The switching force threshold should be differential pressures in the range from a few pascals to a few hundred pascals. At such low pressures and consequently low ones Switching force thresholds (the membrane of a typical pressure cell for Heiztherme has a diameter of about five centimeters and consequently an area of approximately 20 square centimeters, which makes Switching forces in the range of 0.001 N are transmitted) are the individual structural elements, especially the spring devices, very delicate and delicate. The setting the switching force threshold occurs at the one described above Pressure can in several stages. It is both the location and consequently preload of the conical coil spring adjustable as well as the relative position of the reed contact to the permanent magnet.

Against this background, it is the object of the invention, a Arrangement for the contactless switching of an electrical contact and to specify a pressure measuring device equipped with it, the high demands on the simple construction Switch sensitivity correspond.

This task becomes contactless in the arrangement mentioned at the beginning Switching an electrical contact solved by that means to change the position of the clamping point are provided so that by changing the position of the clamping point the switching force threshold can be set, in particular can be adjusted finely.

With the pressure measuring device mentioned at the outset, the task is thereby solved that such a switching arrangement is included, wherein the membrane is coupled to the switching element.

By the measure, the switching force threshold by changing the To make the position of the clamping point of the leaf spring adjustable, the conditions are created to a high To achieve switching sensitivity with a simple construction. In particular, the preload of the leaf spring can be changed, without having to touch the leaf spring itself. Hence the preload can be adjusted without additional friction losses are generated.
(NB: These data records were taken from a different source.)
//! Upstream tag lookup
//!
//! Tags are read with `skopeo inspect`, which also reports the image
//! architecture. When inspection fails (typically because the repository
//! has no `latest` tag) the lookup falls back to `podman search --list-tags`,
//! which lists tags but knows nothing about architectures.

use async_trait::async_trait;
use prewarm_core::types::JobArch;
use prewarm_core::{Credentials, Error, Result};
use serde::Deserialize;
use std::process::Stdio;
use tokio::process::Command;
use tracing::{debug, trace};

/// Upper bound on tags requested from the registry search
const SEARCH_TAG_LIMIT: usize = 100_000;

/// Tags reported by the source registry for one repository
#[derive(Debug, Clone, PartialEq, Eq, Default)]
pub struct UpstreamTags {
    /// Tags in registry order
    pub tags: Vec<String>,
    /// Architecture of the inspected image, when the lookup could tell
    pub architecture: Option<String>,
}

/// Lookup of a repository's upstream tags
#[async_trait]
pub trait TagLookup: Send + Sync {
    async fn upstream_tags(&self, repository: &str, arch: JobArch) -> Result<UpstreamTags>;
}

/// [`TagLookup`] backed by skopeo with a podman search fallback
pub struct SkopeoLookup {
    skopeo: String,
    podman: String,
    registry: String,
    tls_verify: bool,
    credentials: Option<Credentials>,
}

impl SkopeoLookup {
    pub fn new(registry: impl Into<String>, tls_verify: bool) -> Self {
        Self {
            skopeo: "skopeo".to_string(),
            podman: "podman".to_string(),
            registry: registry.into(),
            tls_verify,
            credentials: None,
        }
    }

    pub fn with_binaries(mut self, skopeo: impl Into<String>, podman: impl Into<String>) -> Self {
        self.skopeo = skopeo.into();
        self.podman = podman.into();
        self
    }

    pub fn with_credentials(mut self, credentials: Option<Credentials>) -> Self {
        self.credentials = credentials;
        self
    }

    fn host(&self) -> &str {
        let host = self
            .registry
            .split_once("://")
            .map(|(_, rest)| rest)
            .unwrap_or(&self.registry);
        host.trim_end_matches('/')
    }

    fn inspect_args(&self, repository: &str, arch: JobArch) -> Vec<String> {
        let mut args = vec![
            "inspect".to_string(),
            format!("--tls-verify={}", self.tls_verify),
        ];
        if let Some(creds) = &self.credentials {
            args.push("--creds".to_string());
            args.push(creds.to_arg());
        }
        if let Some(token) = arch.token() {
            args.push("--override-arch".to_string());
            args.push(token.oci_name().to_string());
        }
        args.push(format!("docker://{}/{}", self.host(), repository));
        args
    }

    fn search_args(&self, repository: &str) -> Vec<String> {
        let mut args = vec![
            "search".to_string(),
            "--list-tags".to_string(),
            "--limit".to_string(),
            SEARCH_TAG_LIMIT.to_string(),
            "--format".to_string(),
            "{{.Tag}}".to_string(),
            format!("--tls-verify={}", self.tls_verify),
        ];
        if let Some(creds) = &self.credentials {
            args.push("--creds".to_string());
            args.push(creds.to_arg());
        }
        args.push(format!("{}/{}", self.host(), repository));
        args
    }

    async fn inspect(&self, repository: &str, arch: JobArch) -> Result<UpstreamTags> {
        let output = run(&self.skopeo, self.inspect_args(repository, arch)).await?;
        if !output.status.success() {
            return Err(Error::command(format!(
                "{} inspect {} failed: {}",
                self.skopeo,
                repository,
                String::from_utf8_lossy(&output.stderr).trim()
            )));
        }

        let inspected: InspectOutput = serde_json::from_slice(&output.stdout)?;
        Ok(UpstreamTags {
            tags: inspected.repo_tags,
            architecture: inspected.architecture.filter(|a| !a.is_empty()),
        })
    }

    async fn search(&self, repository: &str) -> Result<UpstreamTags> {
        let output = run(&self.podman, self.search_args(repository)).await?;
        if !output.status.success() {
            return Err(Error::command(format!(
                "{} search --list-tags {} failed: {}",
                self.podman,
                repository,
                String::from_utf8_lossy(&output.stderr).trim()
            )));
        }

        let tags = String::from_utf8_lossy(&output.stdout)
            .lines()
            .map(str::trim)
            .filter(|line| !line.is_empty())
            .map(str::to_string)
            .collect();
        Ok(UpstreamTags {
            tags,
            architecture: None,
        })
    }
}

#[async_trait]
impl TagLookup for SkopeoLookup {
    async fn upstream_tags(&self, repository: &str, arch: JobArch) -> Result<UpstreamTags> {
        match self.inspect(repository, arch).await {
            Ok(upstream) => {
                trace!("{}: inspect reported {} tags", repository, upstream.tags.len());
                Ok(upstream)
            }
            Err(inspect_err) => {
                debug!("{}: {}, falling back to search", repository, inspect_err);
                self.search(repository).await.map_err(|search_err| {
                    Error::command(format!(
                        "Failed to read tags of {}: {}; {}",
                        repository, inspect_err, search_err
                    ))
                })
            }
        }
    }
}

async fn run(program: &str, args: Vec<String>) -> Result<std::process::Output> {
    Command::new(program)
        .args(&args)
        .stdin(Stdio::null())
        .output()
        .await
        .map_err(|e| Error::command(format!("Failed to run {}: {}", program, e)))
}

#[derive(Debug, Deserialize)]
struct InspectOutput {
    #[serde(rename = "RepoTags", default)]
    repo_tags: Vec<String>,
    #[serde(rename = "Architecture", default)]
    architecture: Option<String>,
}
According to a further aspect of the invention is to achieve a high switching accuracy an arrangement for contactless Switching an electrical contact by means of a created switching force exceeding predetermined switching force threshold, which is a switching element by means of which the switching force is exercised, and has a movable leaf spring, wherein the switching element for switching engages the leaf spring to the To move the leaf spring from a rest position into a switching position, the leaf spring being arranged in the rest position is that the spring force alone the predetermined switching force threshold does not form an additional spring like one Coil spring still repelling permanent magnets provided become.

The fact that only one for setting the switching force threshold Spring, namely the movable leaf spring is provided the overall design is simplified. Because of the lesser The total number of mechanical components friction hysteresis occurring due to bearing and clutch of the components lower. As a result, there is a high one Switching accuracy.

The following preferred configurations can be applied to both Apply above aspects of the invention.

It is particularly preferred if the leaf spring is in the rest position is biased by a fixed stop.

In this way, on the one hand, it becomes a fixed and precise resting position the leaf spring set up.

It is particularly preferred if the leaf spring by means of the fixed stop is biased so that the leaf spring in its rest position essentially no force on the Switching element exercises.

In this way, the switching element is not in the rest position preloaded. When used in a pressure can is thus avoided that the membrane with a constant Bias is applied, as is the case with the bias due to the conical coil spring described above is.

Overall, it is particularly preferred if the leaf spring is frictionless is movably mounted, so when there is a deflection by the switching element essentially no frictional forces are to be overcome. As a result, essentially not The friction hysteresis that occurs is very high overall high switching accuracy.

It is further preferred if the leaf spring is clamped on one side and if the electrical contact is close to hers free end is arranged.

This results in a simple construction of the clamping the leaf spring. This can therefore be based on the principle of a simply clamped bending beam can be dimensioned. The Movement of such a spring joint is generally smooth.

It is particularly preferred if the leaf spring at the clamping point at an acute angle> 0 ° to a transverse plane is clamped, which is approximately perpendicular to the direction of movement of the Switching element is aligned.

In this way, one can be generally perpendicular to the Transversely aligned pressure can comparatively simply a Set up preload for the leaf spring.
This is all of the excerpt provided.